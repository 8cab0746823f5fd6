use serde_json::{json, Map};
use tracing::debug;

use trellis_core::error::Result;
use trellis_core::graph::{Graph, NodeSpec};

use super::{config_str, merge, ExecContext, Outcome};
use crate::template::{compare, resolve_value};

/// if_else: resolve both sides, compare, and pick exactly one branch.
///
/// A missing branch edge terminates that path rather than failing the run.
pub fn run(graph: &Graph, node: &NodeSpec, ctx: &ExecContext) -> Result<Outcome> {
    let lhs = config_str(node, "lhs")?;
    let rhs = config_str(node, "rhs")?;
    let operator = config_str(node, "condition")?;

    let lhs_value = resolve_value(lhs, &ctx.input);
    let rhs_value = resolve_value(rhs, &ctx.input);
    let result = compare(&lhs_value, operator, &rhs_value)?;

    debug!(
        node_id = %node.id,
        result,
        operator,
        "Condition evaluated"
    );

    let mut fields = Map::new();
    fields.insert("condition".into(), json!(result));
    fields.insert("lhs_value".into(), lhs_value);
    fields.insert("rhs_value".into(), rhs_value);
    fields.insert("operator".into(), json!(operator));

    let branch = if result { "true" } else { "false" };
    let next = graph.successors(&node.id, Some(branch));

    Ok(Outcome::advance(merge(&ctx.input, fields), next))
}

#[cfg(test)]
mod tests {
    use super::*;
    use trellis_core::graph::{EdgeSpec, NodeType};
    use trellis_core::types::RunId;

    fn branch_graph() -> Graph {
        Graph::new(
            vec![
                NodeSpec::new("cond", NodeType::IfElse).with_config(json!({
                    "lhs": "{{input.age}}",
                    "condition": ">",
                    "rhs": "18",
                })),
                NodeSpec::new("adult", NodeType::End),
                NodeSpec::new("minor", NodeType::End),
            ],
            vec![
                EdgeSpec::new("cond", "adult").with_handle("true"),
                EdgeSpec::new("cond", "minor").with_handle("false"),
            ],
        )
    }

    fn ctx(input: serde_json::Value) -> ExecContext {
        ExecContext {
            workflow_id: "wf".into(),
            run_id: RunId::new(),
            node_id: "cond".into(),
            input,
        }
    }

    #[test]
    fn true_branch_selected() {
        let graph = branch_graph();
        let node = graph.node("cond").expect("node");
        let outcome = run(&graph, node, &ctx(json!({"age": 21}))).expect("run");
        match outcome {
            Outcome::Advance { output, next, .. } => {
                assert_eq!(next, vec!["adult".to_string()]);
                assert_eq!(output["condition"], json!(true));
                assert_eq!(output["lhs_value"], json!(21));
                assert_eq!(output["rhs_value"], json!("18"));
                assert_eq!(output["operator"], json!(">"));
                // Accumulation: input survives
                assert_eq!(output["age"], json!(21));
            }
            other => panic!("unexpected: {:?}", other),
        }
    }

    #[test]
    fn false_branch_selected() {
        let graph = branch_graph();
        let node = graph.node("cond").expect("node");
        let outcome = run(&graph, node, &ctx(json!({"age": 5}))).expect("run");
        match outcome {
            Outcome::Advance { next, output, .. } => {
                assert_eq!(next, vec!["minor".to_string()]);
                assert_eq!(output["condition"], json!(false));
            }
            other => panic!("unexpected: {:?}", other),
        }
    }

    #[test]
    fn missing_branch_terminates_path() {
        let graph = Graph::new(
            vec![
                NodeSpec::new("cond", NodeType::IfElse).with_config(json!({
                    "lhs": "{{input.age}}",
                    "condition": ">",
                    "rhs": "18",
                })),
                NodeSpec::new("adult", NodeType::End),
            ],
            vec![EdgeSpec::new("cond", "adult").with_handle("true")],
        );
        let node = graph.node("cond").expect("node");
        let outcome = run(&graph, node, &ctx(json!({"age": 5}))).expect("run");
        match outcome {
            Outcome::Advance { next, .. } => assert!(next.is_empty()),
            other => panic!("unexpected: {:?}", other),
        }
    }

    #[test]
    fn missing_config_field_fails() {
        let graph = Graph::new(
            vec![NodeSpec::new("cond", NodeType::IfElse).with_config(json!({"lhs": "1"}))],
            vec![],
        );
        let node = graph.node("cond").expect("node");
        assert!(run(&graph, node, &ctx(json!({}))).is_err());
    }
}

○ ○ ○ ○

From the first line of the records above to the line that contains "let result = compare(&lhs_value, operator, &rhs_value)?;", quote each line exactly.

repository 8cab0746823f5fd6
use serde_json::{json, Map};
use tracing::debug;

use trellis_core::error::Result;
use trellis_core::graph::{Graph, NodeSpec};

use super::{config_str, merge, ExecContext, Outcome};
use crate::template::{compare, resolve_value};

/// if_else: resolve both sides, compare, and pick exactly one branch.
///
/// A missing branch edge terminates that path rather than failing the run.
pub fn run(graph: &Graph, node: &NodeSpec, ctx: &ExecContext) -> Result<Outcome> {
    let lhs = config_str(node, "lhs")?;
    let rhs = config_str(node, "rhs")?;
    let operator = config_str(node, "condition")?;

    let lhs_value = resolve_value(lhs, &ctx.input);
    let rhs_value = resolve_value(rhs, &ctx.input);
    let result = compare(&lhs_value, operator, &rhs_value)?;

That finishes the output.